SYDNEY (Bloomberg) - Asian stocks rose for a third day, after U.S. equities climbed toward records, as Japanese shares gained on a weaker yen and investors awaited a private report on Chinese manufacturing.
The MSCI Asia Pacific Index added 0.2 per cent to 154.99 as of 9:02 a.m. in Tokyo. Japan's Topix index increased 0.7 percent after the Standard & Poor's 500 Index rose 0.5 per cent Wednesday. Economists forecast the preliminary HSBC Holdings Plc/Markit Economics manufacturing purchasing managers' index for China will come in at 49.6 for April, matching March's reading. Futures on the Hang Seng China Enterprises Index and Hang Seng Index climbed at least 0.7 per cent.
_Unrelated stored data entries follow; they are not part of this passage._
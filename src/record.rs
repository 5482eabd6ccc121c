use anyhow::{Context, Result};
use chrono::NaiveDate;
use csv::StringRecord;
use std::{collections::HashMap, fs::File, io::Read, path::Path};

use crate::{
    clean::{non_empty, parse_date_dayfirst},
    common::scan_progress,
    constants::{DOSE_SLOTS, TEST_SLOTS},
};

/// A (code, name) pair as found in the line-list. Either half may be missing or malformed.
#[derive(Debug, Clone, Default, PartialEq, Eq)]
pub struct PlaceRef {
    pub code: Option<String>,
    pub name: Option<String>,
}

#[derive(Debug, Clone, Default, PartialEq)]
pub struct TestSlot {
    pub tipo: Option<String>,
    pub fabricante: Option<String>,
    pub resultado: Option<String>,
    pub estado: Option<String>,
    pub data_coleta: Option<NaiveDate>,
}

#[derive(Debug, Clone, Default, PartialEq)]
pub struct DoseSlot {
    pub data_aplicacao: Option<NaiveDate>,
    pub laboratorio: Option<String>,
    pub lote: Option<String>,
}

/// One line-list row with dates parsed and a surrogate identifier assigned.
#[derive(Debug, Clone, Default, PartialEq)]
pub struct RawRecord {
    /// 1-based row position in the source file.
    pub notificacao_id: i64,
    pub source_id: Option<String>,
    pub data_notificacao: Option<NaiveDate>,
    pub residence: PlaceRef,
    pub notification_place: PlaceRef,
    pub excluido: Option<String>,
    pub validado: Option<String>,

    pub idade: Option<String>,
    pub sexo: Option<String>,
    pub raca_cor: Option<String>,
    pub profissional_saude: Option<String>,
    pub profissional_seguranca: Option<String>,
    pub cbo: Option<String>,
    pub comunidade_tradicional: Option<String>,

    pub data_inicio_sintomas: Option<NaiveDate>,
    pub data_encerramento: Option<NaiveDate>,
    pub classificacao_final: Option<String>,
    pub evolucao_caso: Option<String>,
    pub total_testes_realizados: Option<String>,
    pub outros_sintomas: Option<String>,
    pub outras_condicoes: Option<String>,

    pub codigo_estrategia_covid: Option<String>,
    pub codigo_busca_ativa_assintomatico: Option<String>,
    pub outro_busca_ativa_assintomatico: Option<String>,
    pub codigo_triagem_populacao_especifica: Option<String>,
    pub outro_triagem_populacao_especifica: Option<String>,
    pub codigo_local_realizacao_testagem: Option<String>,
    pub outro_local_realizacao_testagem: Option<String>,

    pub origem: Option<String>,
    pub sintomas: Option<String>,
    pub tests: [TestSlot; TEST_SLOTS],
    pub doses: [DoseSlot; DOSE_SLOTS],
}

/// Dose columns use ordinal words instead of numbers.
const DOSE_COLUMN_SUFFIXES: [&str; DOSE_SLOTS] = ["PrimeiraDose", "SegundaDose"];

/// Header name -> column position. Columns missing from the file read as absent.
struct HeaderIndex {
    positions: HashMap<String, usize>,
}

impl HeaderIndex {
    fn new(headers: &StringRecord) -> Self {
        let mut positions = HashMap::with_capacity(headers.len());
        for (idx, header) in headers.iter().enumerate() {
            positions.entry(header.trim().to_string()).or_insert(idx);
        }
        Self { positions }
    }

    fn contains(&self, name: &str) -> bool {
        self.positions.contains_key(name)
    }

    fn text(&self, row: &StringRecord, name: &str) -> Option<String> {
        let idx = *self.positions.get(name)?;
        non_empty(row.get(idx))
    }

    fn date(&self, row: &StringRecord, name: &str) -> Option<NaiveDate> {
        let idx = *self.positions.get(name)?;
        parse_date_dayfirst(row.get(idx))
    }
}

pub fn load_records(input_path: &Path, delimiter: char) -> Result<Vec<RawRecord>> {
    let file = File::open(input_path)
        .with_context(|| format!("Failed opening raw notifications {}", input_path.display()))?;
    read_records(file, delimiter)
        .with_context(|| format!("Failed loading raw notifications {}", input_path.display()))
}

pub fn read_records<R: Read>(input: R, delimiter: char) -> Result<Vec<RawRecord>> {
    let delimiter = u8::try_from(delimiter)
        .ok()
        .filter(u8::is_ascii)
        .with_context(|| format!("Delimiter {delimiter:?} must be a single ASCII character"))?;
    let mut reader = csv::ReaderBuilder::new()
        .has_headers(true)
        .delimiter(delimiter)
        .flexible(true)
        .from_reader(input);
    let headers = reader
        .headers()
        .context("Failed reading CSV header")?
        .clone();
    let index = HeaderIndex::new(&headers);
    for required in ["municipioNotificacaoIBGE", "municipioNotificacao"] {
        if !index.contains(required) {
            tracing::warn!(
                "CSV has no '{required}' column; notifications will fail the municipality check"
            );
        }
    }

    let progress = scan_progress("READ");
    let mut records = Vec::new();
    for (position, row) in reader.records().enumerate() {
        let row = row.with_context(|| format!("Failed reading CSV record {}", position + 1))?;
        records.push(parse_row(&index, &row, position as i64 + 1));
        progress.inc(1);
    }
    progress.finish_and_clear();
    Ok(records)
}

fn parse_row(index: &HeaderIndex, row: &StringRecord, notificacao_id: i64) -> RawRecord {
    let tests = std::array::from_fn(|slot| {
        let n = slot + 1;
        TestSlot {
            tipo: index.text(row, &format!("codigoTipoTeste{n}")),
            fabricante: index.text(row, &format!("codigoFabricanteTeste{n}")),
            resultado: index.text(row, &format!("codigoResultadoTeste{n}")),
            estado: index.text(row, &format!("codigoEstadoTeste{n}")),
            data_coleta: index.date(row, &format!("dataColetaTeste{n}")),
        }
    });
    let doses = std::array::from_fn(|slot| {
        let suffix = DOSE_COLUMN_SUFFIXES[slot];
        DoseSlot {
            data_aplicacao: index.date(row, &format!("data{suffix}")),
            laboratorio: index.text(row, &format!("codigoLaboratorio{suffix}")),
            lote: index.text(row, &format!("lote{suffix}")),
        }
    });

    RawRecord {
        notificacao_id,
        source_id: index.text(row, "source_id"),
        data_notificacao: index.date(row, "dataNotificacao"),
        residence: PlaceRef {
            code: index.text(row, "municipioIBGE"),
            name: index.text(row, "municipio"),
        },
        notification_place: PlaceRef {
            code: index.text(row, "municipioNotificacaoIBGE"),
            name: index.text(row, "municipioNotificacao"),
        },
        excluido: index.text(row, "excluido"),
        validado: index.text(row, "validado"),

        idade: index.text(row, "idade"),
        sexo: index.text(row, "sexo"),
        raca_cor: index.text(row, "racaCor"),
        profissional_saude: index.text(row, "profissionalSaude"),
        profissional_seguranca: index.text(row, "profissionalSeguranca"),
        cbo: index.text(row, "cbo"),
        comunidade_tradicional: index.text(row, "codigoContemComunidadeTradicional"),

        data_inicio_sintomas: index.date(row, "dataInicioSintomas"),
        data_encerramento: index.date(row, "dataEncerramento"),
        classificacao_final: index.text(row, "classificacaoFinal"),
        evolucao_caso: index.text(row, "evolucaoCaso"),
        total_testes_realizados: index.text(row, "totalTestesRealizados"),
        outros_sintomas: index.text(row, "outrosSintomas"),
        outras_condicoes: index.text(row, "outrasCondicoes"),

        codigo_estrategia_covid: index.text(row, "codigoEstrategiaCovid"),
        codigo_busca_ativa_assintomatico: index.text(row, "codigoBuscaAtivaAssintomatico"),
        outro_busca_ativa_assintomatico: index.text(row, "outroBuscaAtivaAssintomatico"),
        codigo_triagem_populacao_especifica: index.text(row, "codigoTriagemPopulacaoEspecifica"),
        outro_triagem_populacao_especifica: index.text(row, "outroTriagemPopulacaoEspecifica"),
        codigo_local_realizacao_testagem: index.text(row, "codigoLocalRealizacaoTestagem"),
        outro_local_realizacao_testagem: index.text(row, "outroLocalRealizacaoTestagem"),

        origem: index.text(row, "origem"),
        sintomas: index.text(row, "sintomas"),
        tests,
        doses,
    }
}
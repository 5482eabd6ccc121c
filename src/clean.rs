//! Value-level cleaning shared by every stage. Nothing here returns an error:
//! a value that cannot be interpreted becomes absent or passes through as text.

use chrono::NaiveDate;

const TRUE_TOKENS: [&str; 5] = ["TRUE", "VERDADEIRO", "SIM", "S", "1"];
const FALSE_TOKENS: [&str; 6] = ["FALSE", "FALSO", "NAO", "NÃO", "N", "0"];

/// Two-digit years up to this value land in the 2000s, the rest in the 1900s.
const TWO_DIGIT_YEAR_PIVOT: i32 = 68;

/// Tri-state truth mapping for the yes/no columns of the line-list.
pub fn clean_boolean(value: Option<&str>) -> Option<bool> {
    let token = value?.trim().to_uppercase();
    if TRUE_TOKENS.contains(&token.as_str()) {
        Some(true)
    } else if FALSE_TOKENS.contains(&token.as_str()) {
        Some(false)
    } else {
        None
    }
}

/// Normalizes code-like values: `"123.0"` becomes `"123"`, non-numeric text passes through.
pub fn clean_code(value: Option<&str>) -> Option<String> {
    let raw = value?;
    if raw.trim().is_empty() {
        return None;
    }
    match parse_number(raw) {
        Some(number) => Some(format_truncated(number)),
        None => Some(raw.to_string()),
    }
}

/// Finite decimal value of a field, if it has one.
pub fn parse_number(raw: &str) -> Option<f64> {
    raw.trim().parse::<f64>().ok().filter(|n| n.is_finite())
}

/// Numeric coercion with truncation toward zero; out-of-range or non-numeric is absent.
pub fn parse_integer(value: Option<&str>) -> Option<i64> {
    let number = parse_number(value?)?.trunc();
    if number < i64::MIN as f64 || number > i64::MAX as f64 {
        return None;
    }
    Some(number as i64)
}

fn format_truncated(number: f64) -> String {
    let truncated = number.trunc();
    if truncated == 0.0 {
        // -0.4 truncates to -0.0, which would otherwise print as "-0".
        "0".to_string()
    } else {
        format!("{truncated:.0}")
    }
}

/// Day-first date parsing over `/` or `-` separated dates, optionally followed by a
/// time part after a space or `T`.
///
/// Accepted shapes are `dd/mm/yyyy`, `dd/mm/yy` and year-first `yyyy/mm/dd`. Any other
/// digit layout is absent rather than guessed.
pub fn parse_date_dayfirst(value: Option<&str>) -> Option<NaiveDate> {
    let raw = value?.trim();
    let end = raw.find([' ', 'T']).unwrap_or(raw.len());
    let date_part = &raw[..end];
    let separator = if date_part.contains('/') { '/' } else { '-' };

    let parts: Vec<&str> = date_part.split(separator).collect();
    let [first, month, last] = parts.as_slice() else {
        return None;
    };
    if !parts.iter().all(|p| !p.is_empty() && p.bytes().all(|b| b.is_ascii_digit())) {
        return None;
    }
    if month.len() > 2 {
        return None;
    }

    let (year, day) = match (first.len(), last.len()) {
        (4, 1..=2) => (first.parse::<i32>().ok()?, last),
        (1..=2, 4) => (last.parse::<i32>().ok()?, first),
        (1..=2, 2) => (expand_two_digit_year(last.parse().ok()?), first),
        _ => return None,
    };
    NaiveDate::from_ymd_opt(year, month.parse().ok()?, day.parse().ok()?)
}

fn expand_two_digit_year(year: i32) -> i32 {
    if year <= TWO_DIGIT_YEAR_PIVOT {
        2000 + year
    } else {
        1900 + year
    }
}

/// Trimmed field text, absent when empty.
pub fn non_empty(value: Option<&str>) -> Option<String> {
    value
        .map(str::trim)
        .filter(|v| !v.is_empty())
        .map(str::to_string)
}
use crate::history::{DetectionHistory, DetectionRecord};
use crate::presence::PresenceState;
use crate::threshold::{ThresholdSync, format_threshold};
use chrono::TimeZone;
use std::fmt::Display;

pub const NO_DETECTIONS_PLACEHOLDER: &str = "No face detected yet";
pub const IDLE_FEEDBACK: &str = "System response will appear here";
pub const CONNECTION_LOST: &str = "Connection to the board lost. Please check the connection.";

#[derive(Debug, Clone, PartialEq)]
pub struct HistoryRow {
    pub summary: String,
    pub time: String,
}

#[derive(Debug, Clone, PartialEq)]
pub enum HistoryView {
    Placeholder(&'static str),
    Rows(Vec<HistoryRow>),
}

#[derive(Debug, Clone, PartialEq)]
pub struct FeedbackView {
    pub active: bool,
    pub text: String,
}

#[derive(Debug, Clone, PartialEq)]
pub struct ThresholdView {
    pub value: f64,
    pub label: String,
    /// `None` leaves the text field untouched.
    pub input_text: Option<String>,
    pub percent: f64,
}

#[derive(Debug, Clone, PartialEq)]
pub struct BannerView {
    pub visible: bool,
    pub text: String,
}

#[derive(Debug, Clone, PartialEq)]
pub struct MonitorView {
    pub history: HistoryView,
    pub feedback: FeedbackView,
    pub threshold: ThresholdView,
    pub banner: BannerView,
}

pub fn render_history<Tz>(history: &DetectionHistory, tz: &Tz) -> HistoryView
where
    Tz: TimeZone,
    Tz::Offset: Display,
{
    if history.is_empty() {
        return HistoryView::Placeholder(NO_DETECTIONS_PLACEHOLDER);
    }

    HistoryView::Rows(history.iter().map(|record| render_row(record, tz)).collect())
}

fn render_row<Tz>(record: &DetectionRecord, tz: &Tz) -> HistoryRow
where
    Tz: TimeZone,
    Tz::Offset: Display,
{
    HistoryRow {
        summary: format!(
            "{}% - {}",
            format_confidence_percent(record.confidence()),
            title_case(record.label())
        ),
        time: format_timestamp(record.timestamp_ms(), tz),
    }
}

pub fn render_feedback(state: PresenceState) -> FeedbackView {
    match state {
        PresenceState::Idle => FeedbackView {
            active: false,
            text: IDLE_FEEDBACK.to_string(),
        },
        PresenceState::Active { greeting } => FeedbackView {
            active: true,
            text: greeting.to_string(),
        },
    }
}

pub fn render_threshold(threshold: &ThresholdSync) -> ThresholdView {
    ThresholdView {
        value: threshold.value(),
        label: format_threshold(threshold.value()),
        input_text: (!threshold.is_user_editing()).then(|| threshold.input_text().to_string()),
        percent: threshold.percent(),
    }
}

pub fn render_banner(connection_lost: bool) -> BannerView {
    BannerView {
        visible: connection_lost,
        text: if connection_lost {
            CONNECTION_LOST.to_string()
        } else {
            String::new()
        },
    }
}

/// Confidence as a percentage truncated to one decimal place, printed
/// without a trailing `.0` (`0.8234` -> `82.3`, `0.5` -> `50`).
pub fn format_confidence_percent(confidence: f64) -> String {
    let tenths = (confidence * 1000.0).floor() / 10.0;
    format!("{tenths}")
}

/// `D/M/YYYY - HH:MM:SS` in the given zone.
pub fn format_timestamp<Tz>(timestamp_ms: i64, tz: &Tz) -> String
where
    Tz: TimeZone,
    Tz::Offset: Display,
{
    match tz.timestamp_millis_opt(timestamp_ms).single() {
        Some(at) => at.format("%-d/%-m/%Y - %H:%M:%S").to_string(),
        None => "-".to_string(),
    }
}

fn title_case(label: &str) -> String {
    let mut chars = label.chars();
    match chars.next() {
        Some(first) => first.to_uppercase().chain(chars).collect(),
        None => String::new(),
    }
}
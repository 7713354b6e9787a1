use thiserror::Error;

#[derive(Debug, Error)]
pub enum DecodeError {
    #[error("malformed envelope: {0}")]
    Json(#[from] serde_json::Error),
    #[error("detection is missing field `{0}`")]
    MissingField(&'static str),
    #[error("detection timestamp is not epoch millis or RFC 3339: {0}")]
    InvalidTimestamp(String),
}

#[derive(Debug, Error, PartialEq, Eq)]
pub enum ConfigError {
    #[error("unknown transport '{0}', expected 'tcp' or 'stdio'")]
    UnknownTransport(String),
    #[error("backend address must not be empty")]
    EmptyAddress,
}

#[derive(Debug, Error)]
pub enum RuntimeError {
    #[error("invalid configuration: {0}")]
    Config(#[from] ConfigError),
    #[error("UI platform error: {0}")]
    Platform(#[from] slint::PlatformError),
}
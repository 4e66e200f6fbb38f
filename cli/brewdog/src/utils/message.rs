use std::fmt::Display;
use std::sync::atomic::Ordering;

use crossterm::style::Stylize;

use crate::utils::STDERR_SUPPRESSED;

/// Write a message to stderr.
///
/// Messages are dropped while the browser owns the terminal.
fn print_message(v: impl Display) {
    #[cfg(test)]
    {
        let history = crate::utils::message::history::History::global();
        history.push_message(format!("{v}"));
    }

    if STDERR_SUPPRESSED.load(Ordering::Relaxed) {
        return;
    }
    eprintln!("{v}");
}

pub(crate) fn error(v: impl Display) {
    print_message(format_error(v));
}

/// double width character, add an additional space for alignment
pub(crate) fn warning(v: impl Display) {
    print_message(std::format_args!("⚠️  {v}"));
}

pub fn format_error(v: impl Display) -> String {
    let icon = if stderr_supports_color() {
        "✘".red().to_string()
    } else {
        "✘".to_string()
    };
    format!("{icon} ERROR: {v}")
}

pub fn stdout_supports_color() -> bool {
    supports_color::on(supports_color::Stream::Stdout).is_some()
}

pub fn stderr_supports_color() -> bool {
    supports_color::on(supports_color::Stream::Stderr).is_some()
}

/// Messages printed through this module in the current thread.
///
/// Tests run on separate threads, so a thread local history keeps their
/// messages apart without passing a writer through every caller.
#[cfg(test)]
pub mod history {
    use std::cell::RefCell;
    use std::collections::VecDeque;
    use std::rc::Rc;

    thread_local! {
        static THREAD_HISTORY: Rc<RefCell<VecDeque<String>>> = {
            Rc::new(RefCell::new(VecDeque::new()))
        };
    }

    pub(crate) struct History {
        messages: Rc<RefCell<VecDeque<String>>>,
    }

    impl History {
        pub(crate) fn global() -> History {
            let messages = THREAD_HISTORY.with(|h| h.clone());
            History { messages }
        }

        /// Snapshot of the messages, oldest first.
        pub(crate) fn messages(&self) -> VecDeque<String> {
            self.messages.borrow().clone()
        }

        pub(crate) fn push_message(&self, message: String) {
            self.messages.borrow_mut().push_back(message);
        }

        pub(crate) fn clear(&self) {
            self.messages.borrow_mut().clear();
        }
    }

    #[cfg(test)]
    mod tests {
        use super::*;
        use crate::utils::message::warning;

        #[test]
        fn concurrent_1() {
            warning("1");
            assert_eq!(&History::global().messages(), &["⚠️  1"])
        }

        #[test]
        fn concurrent_2() {
            warning("2");
            assert_eq!(&History::global().messages(), &["⚠️  2"])
        }

        #[test]
        fn clear() {
            warning("gone");
            History::global().clear();
            assert!(History::global().messages().is_empty());
        }
    }
}

#[cfg(test)]
mod tests {
    use super::history::History;
    use super::*;

    #[test]
    fn error_is_prefixed() {
        error("an error occurred :/");
        let messages = History::global().messages();
        assert_eq!(messages.len(), 1);
        assert!(messages[0].ends_with("ERROR: an error occurred :/"));
    }
}
use anyhow::{Context, Result};
use bpaf::Bpaf;
use brewdog_catalog::{
    Beer,
    CatalogQuery,
    ClientTrait,
    Page,
    SearchText,
    SortColumn,
    SortDirection,
    transform,
};
use crossterm::style::Stylize;
use thiserror::Error;
use tracing::{debug, instrument};

use crate::config::Config;
use crate::utils::init::init_catalog_client;
use crate::utils::message::stdout_supports_color;
use crate::view::{self, FETCH_ERROR_MESSAGE, RowView};

/// The catalog could not be loaded.
///
/// Carries no cause on purpose, users get the same message for every
/// failure. The cause is logged.
#[derive(Debug, Error)]
#[error("{}", FETCH_ERROR_MESSAGE)]
pub struct FetchFailed;

#[derive(Bpaf, Clone, Debug)]
pub struct List {
    /// Page to print
    #[bpaf(long, short, argument("N"), fallback(Page::FIRST))]
    pub(crate) page: Page,

    /// Column to sort by: name, description, tagline or abv
    #[bpaf(long, argument("COLUMN"))]
    pub(crate) sort: Option<SortColumn>,

    /// Sort direction: asc or desc
    #[bpaf(long, argument("DIRECTION"))]
    pub(crate) direction: Option<SortDirection>,

    /// Only show beers of the page whose name, description or tagline
    /// contains TEXT
    #[bpaf(long, argument("TEXT"))]
    pub(crate) search: Option<String>,

    /// Let the catalog search beers by name across all pages
    #[bpaf(long("beer-name"), argument("TEXT"))]
    pub(crate) beer_name: Option<String>,

    /// Print rows as JSON
    #[bpaf(long)]
    pub(crate) json: bool,
}

impl List {
    #[instrument(name = "list", skip_all)]
    pub async fn handle(self, config: Config) -> Result<()> {
        let client = init_catalog_client(&config)?;
        let output = self.run(&client, &config).await?;
        println!("{output}");
        Ok(())
    }

    async fn run(&self, client: &impl ClientTrait, config: &Config) -> Result<String> {
        let column = self.sort.unwrap_or(config.sort_column);
        let direction = self.direction.unwrap_or(config.sort_direction);

        let rows = self.fetch_rows(client, column, direction).await?;
        if self.json {
            let rows = rows.iter().map(RowView::from).collect::<Vec<_>>();
            return serde_json::to_string_pretty(&rows).context("Could not serialize rows");
        }
        Ok(render_table(&rows, column, direction))
    }

    async fn fetch_rows(
        &self,
        client: &impl ClientTrait,
        column: SortColumn,
        direction: SortDirection,
    ) -> Result<Vec<Beer>, FetchFailed> {
        let mut query = CatalogQuery::new(self.page);
        if let Some(beer_name) = &self.beer_name {
            query = query.with_beer_name(beer_name);
        }

        let beers = client.fetch_page(&query).await.map_err(|err| {
            debug!(error = ?err, "fetching page failed");
            FetchFailed
        })?;
        debug!(n_records = beers.len(), page = %self.page, "fetched page");

        let search = SearchText::new(self.search.as_deref().unwrap_or_default());
        Ok(transform(&beers, column, direction, search.as_str()))
    }
}

fn render_table(rows: &[Beer], column: SortColumn, direction: SortDirection) -> String {
    let lines = view::table(rows, column, direction);
    let color = stdout_supports_color();
    lines
        .iter()
        .enumerate()
        .map(|(i, line)| {
            let text = line.text();
            let text = text.trim_end();
            if i == 0 && color {
                text.bold().to_string()
            } else {
                text.to_string()
            }
        })
        .collect::<Vec<_>>()
        .join("\n")
}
"The mass inflows into Chinese equities look set to continue," said Stan Shamu, Melbourne-based market strategist at IG Ltd. "The likes of the H-Shares and the Hang Seng are cheap compared to historical measures and regional peers. I expect Chinese indices to continue their outperformance in the coming few months."
The Hang Seng China Enterprises Index trades at 10.3 times estimated earnings and the Hang Seng Index has a multiple of 13.4. That compares with 14.7 on the MSCI Asia Pacific Index and 17.9 on the Standard & Poor's 500 Index.
Japan's Nikkei 225 Stock Average added 0.6 per cent as the yen slid for a fourth day against the U.S. dollar. The measure closed above 20,000 yesterday for the first time since April 2000.
Australia's S&P/ASX 200 Index rose 0.2 percent. South Korea's Kospi index climbed 0.5 percent after the nation's first-quarter gross domestic product beat estimates. New Zealand's NZX 50 Index slipped 0.2 per cent. Markets in Hong Kong and China have yet to open.